Keane had operated on the assumption that a Democratic president would probably not take the political risk of rejecting Petraeus’ recommendation on the pace of troop withdrawal from Iraq. Woodward quotes Keane as telling Gates, "Let’s assume we have a Democratic administration and they want to pull this thing out quickly, and now they have to deal with General Petraeus and General Odierno. There will be a price to be paid to override them."
Obama told Petraeus in Baghdad last July that, if elected, he would regard the overall health of the U.S. Army and Marine Corps and the situation in Afghanistan as more important than Petraeus’ obvious interest in maximizing U.S. troop strength in Iraq, according to Time magazine’s Joe Klein.

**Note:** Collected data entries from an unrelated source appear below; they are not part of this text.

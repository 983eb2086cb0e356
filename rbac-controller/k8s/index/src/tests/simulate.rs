use super::*;
use ahash::AHashSet as HashSet;
use anyhow::{bail, Result};
use rbac_controller_core::{
    DiscoverResources, SimulateError, SimulateRequest, Subject, SubjectDirectory,
    ValidationError, Verb,
};
use tokio_test::block_on;

/// Serves a fixed set of resource names.
struct Discovery(&'static [&'static str]);

/// Fails every lookup.
struct Unavailable;

const RESOURCES: &[&str] = &[
    "pods",
    "secrets",
    "configmaps",
    "deployments",
    "deployments.apps",
];

#[async_trait::async_trait]
impl DiscoverResources for Discovery {
    async fn resources(&self) -> Result<HashSet<String>> {
        Ok(self.0.iter().map(|r| r.to_string()).collect())
    }
}

#[async_trait::async_trait]
impl DiscoverResources for Unavailable {
    async fn resources(&self) -> Result<HashSet<String>> {
        bail!("discovery unavailable")
    }
}

#[async_trait::async_trait]
impl SubjectDirectory for Unavailable {
    async fn is_known(&self, _: &Subject) -> Result<bool> {
        bail!("directory unavailable")
    }
}

fn request(
    subject: Subject,
    role: &str,
    actions: &[&str],
    resources: &[&str],
    namespace: &str,
) -> SimulateRequest {
    SimulateRequest {
        subject,
        role: role.to_string(),
        actions: actions.iter().map(|a| a.to_string()).collect(),
        resources: resources.iter().map(|r| r.to_string()).collect(),
        namespace: namespace.to_string(),
    }
}

fn simulate(
    snapshot: &Snapshot,
    req: SimulateRequest,
) -> Result<rbac_controller_core::SimulateResponse, SimulateError> {
    block_on(snapshot.simulate(snapshot, &Discovery(RESOURCES), &req))
}

#[test]
fn authorizes_granted_pairs() {
    let _tracing = init_tracing();
    let snapshot = snapshot(viewer_resources());

    let rsp = simulate(
        &snapshot,
        request(Subject::user("alice"), "viewer", &["get"], &["pods"], "team-a"),
    )
    .expect("request must be valid");
    assert!(rsp.authorized);
    let verdict = rsp.verdict(Verb::Get, "pods").unwrap();
    assert!(verdict.allowed);
    assert_eq!(
        verdict.reason,
        "get-pods granted by RoleBinding team-a/b1 via ClusterRole viewer"
    );
}

#[test]
fn denies_missing_pairs() {
    let _tracing = init_tracing();
    let snapshot = snapshot(viewer_resources());

    let rsp = simulate(
        &snapshot,
        request(Subject::user("alice"), "viewer", &["get"], &["secrets"], "team-a"),
    )
    .expect("request must be valid");
    assert!(!rsp.authorized);
    let verdict = rsp.verdict(Verb::Get, "secrets").unwrap();
    assert!(!verdict.allowed);
    assert!(
        verdict
            .reason
            .starts_with("missing permission for get-secrets"),
        "{}",
        verdict.reason
    );
}

#[test]
fn authorized_requires_every_pair() {
    let snapshot = snapshot(viewer_resources());

    let rsp = simulate(
        &snapshot,
        request(
            Subject::user("alice"),
            "viewer",
            &["get", "list", "delete"],
            &["pods"],
            "team-a",
        ),
    )
    .unwrap();
    assert!(!rsp.authorized);
    assert_eq!(rsp.verdicts.len(), 3);
    assert!(rsp.verdict(Verb::Get, "pods").unwrap().allowed);
    assert!(rsp.verdict(Verb::List, "pods").unwrap().allowed);
    assert!(!rsp.verdict(Verb::Delete, "pods").unwrap().allowed);
}

#[test]
fn rejects_unknown_verbs_before_resolution() {
    let snapshot = snapshot(viewer_resources());
    let req = request(
        Subject::user("alice"),
        "viewer",
        &["get", "frobnicate"],
        &["pods"],
        "team-a",
    );

    // Discovery is never consulted, so its failure is not observed.
    match block_on(snapshot.simulate(&snapshot, &Unavailable, &req)) {
        Err(SimulateError::Invalid(ValidationError::UnknownVerb(verb))) => {
            assert_eq!(verb, "frobnicate")
        }
        res => panic!("unexpected result: {res:?}"),
    }
}

#[test]
fn rejects_unknown_resources() {
    let snapshot = snapshot(viewer_resources());
    match simulate(
        &snapshot,
        request(
            Subject::user("alice"),
            "viewer",
            &["get"],
            &["pods", "widgets"],
            "team-a",
        ),
    ) {
        Err(SimulateError::Invalid(ValidationError::UnknownResource(r))) => {
            assert_eq!(r, "widgets")
        }
        res => panic!("unexpected result: {res:?}"),
    }
}

#[test]
fn rejects_unknown_subjects() {
    let snapshot = snapshot(viewer_resources());
    match simulate(
        &snapshot,
        request(Subject::user("mallory"), "viewer", &["get"], &["pods"], "team-a"),
    ) {
        Err(SimulateError::Invalid(ValidationError::UnknownSubject(s))) => {
            assert_eq!(s, Subject::user("mallory"))
        }
        res => panic!("unexpected result: {res:?}"),
    }
}

#[test]
fn rejects_unknown_roles() {
    let snapshot = snapshot(viewer_resources());
    let err = simulate(
        &snapshot,
        request(Subject::user("alice"), "admin", &["get"], &["pods"], "team-a"),
    )
    .expect_err("role must not exist");
    assert_eq!(
        err.to_string(),
        "unknown role: no Role admin in namespace team-a and no ClusterRole admin"
    );
}

#[test]
fn rejects_empty_requests() {
    let snapshot = snapshot(viewer_resources());
    assert!(matches!(
        simulate(
            &snapshot,
            request(Subject::user("alice"), "viewer", &[], &["pods"], "team-a"),
        ),
        Err(SimulateError::Invalid(ValidationError::Empty("actions")))
    ));
    assert!(matches!(
        simulate(
            &snapshot,
            request(Subject::user("alice"), "viewer", &["get"], &[], "team-a"),
        ),
        Err(SimulateError::Invalid(ValidationError::Empty("resources")))
    ));
}

#[test]
fn collaborator_failures_are_distinct() {
    let snapshot = snapshot(viewer_resources());
    let req = request(Subject::user("alice"), "viewer", &["get"], &["pods"], "team-a");

    let err = block_on(snapshot.simulate(&Unavailable, &Discovery(RESOURCES), &req))
        .expect_err("directory must fail");
    assert!(matches!(err, SimulateError::Collaborator(_)));

    let err = block_on(snapshot.simulate(&snapshot, &Unavailable, &req))
        .expect_err("discovery must fail");
    assert!(matches!(err, SimulateError::Collaborator(_)));
}

#[test]
fn ignores_bindings_in_other_namespaces() {
    let _tracing = init_tracing();
    let snapshot = snapshot(viewer_resources());

    let rsp = simulate(
        &snapshot,
        request(Subject::user("alice"), "viewer", &["get"], &["pods"], "team-b"),
    )
    .unwrap();
    assert!(!rsp.authorized);
    assert_eq!(
        rsp.verdict(Verb::Get, "pods").unwrap().reason,
        "missing permission for get-pods: User alice is not bound to viewer in namespace team-b"
    );
}

#[test]
fn cluster_bindings_apply_in_every_namespace() {
    let snapshot = snapshot(Resources {
        cluster_roles: vec![mk_cluster_role("cluster-admin", Some(mk_rule(["*"], ["*"], ["*"])))],
        cluster_role_bindings: vec![mk_cluster_role_binding(
            "admins",
            "cluster-admin",
            Some(group("system:masters")),
        )],
        ..Default::default()
    });

    let rsp = simulate(
        &snapshot,
        request(
            Subject::group("system:masters"),
            "cluster-admin",
            &["deletecollection", "watch"],
            &["secrets", "deployments.apps"],
            "anywhere",
        ),
    )
    .unwrap();
    assert!(rsp.authorized);
    assert_eq!(rsp.verdicts.len(), 4);
}

#[test]
fn qualified_resources_match_api_groups() {
    let snapshot = snapshot(Resources {
        roles: vec![mk_role(
            "ci",
            "deployer",
            Some(mk_rule(["update"], ["apps"], ["deployments"])),
        )],
        role_bindings: vec![mk_role_binding(
            "ci",
            "deployers",
            mk_role_ref("Role", "deployer"),
            Some(service_account("ci", "builder")),
        )],
        ..Default::default()
    });
    let builder = Subject::service_account("ci", "builder");

    let rsp = simulate(
        &snapshot,
        request(
            builder.clone(),
            "deployer",
            &["update"],
            &["deployments", "deployments.apps"],
            "ci",
        ),
    )
    .unwrap();
    assert!(rsp.authorized);

    let rsp = simulate(
        &snapshot,
        request(builder, "deployer", &["update"], &["pods"], "ci"),
    )
    .unwrap();
    assert!(!rsp.authorized);
    assert_eq!(
        rsp.verdict(Verb::Update, "pods").unwrap().reason,
        "missing permission for update-pods: Role deployer does not grant it"
    );
}

#[test]
fn simulation_is_idempotent() {
    let snapshot = snapshot(viewer_resources());
    let req = request(
        Subject::user("alice"),
        "viewer",
        &["get", "watch"],
        &["pods", "secrets"],
        "team-a",
    );
    let first = simulate(&snapshot, req.clone()).unwrap();
    let second = simulate(&snapshot, req).unwrap();
    assert_eq!(first, second);
}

But judging from Petraeus’ shock at Obama’s January 21 decision, he had not taken Obama’s previous rejection of his arguments seriously. That miscalculation suggests that Petraeus had begun to accept Keane’s assertion that a newly-elected Democratic president would not dare to override his policy recommendation on troops in Iraq.
Gareth Porter is an investigative historian and journalist specializing in U.S. national security policy. The paperback edition of his latest book, Perils of Dominance: Imbalance of Power and the Road to War in Vietnam, was published in 2006.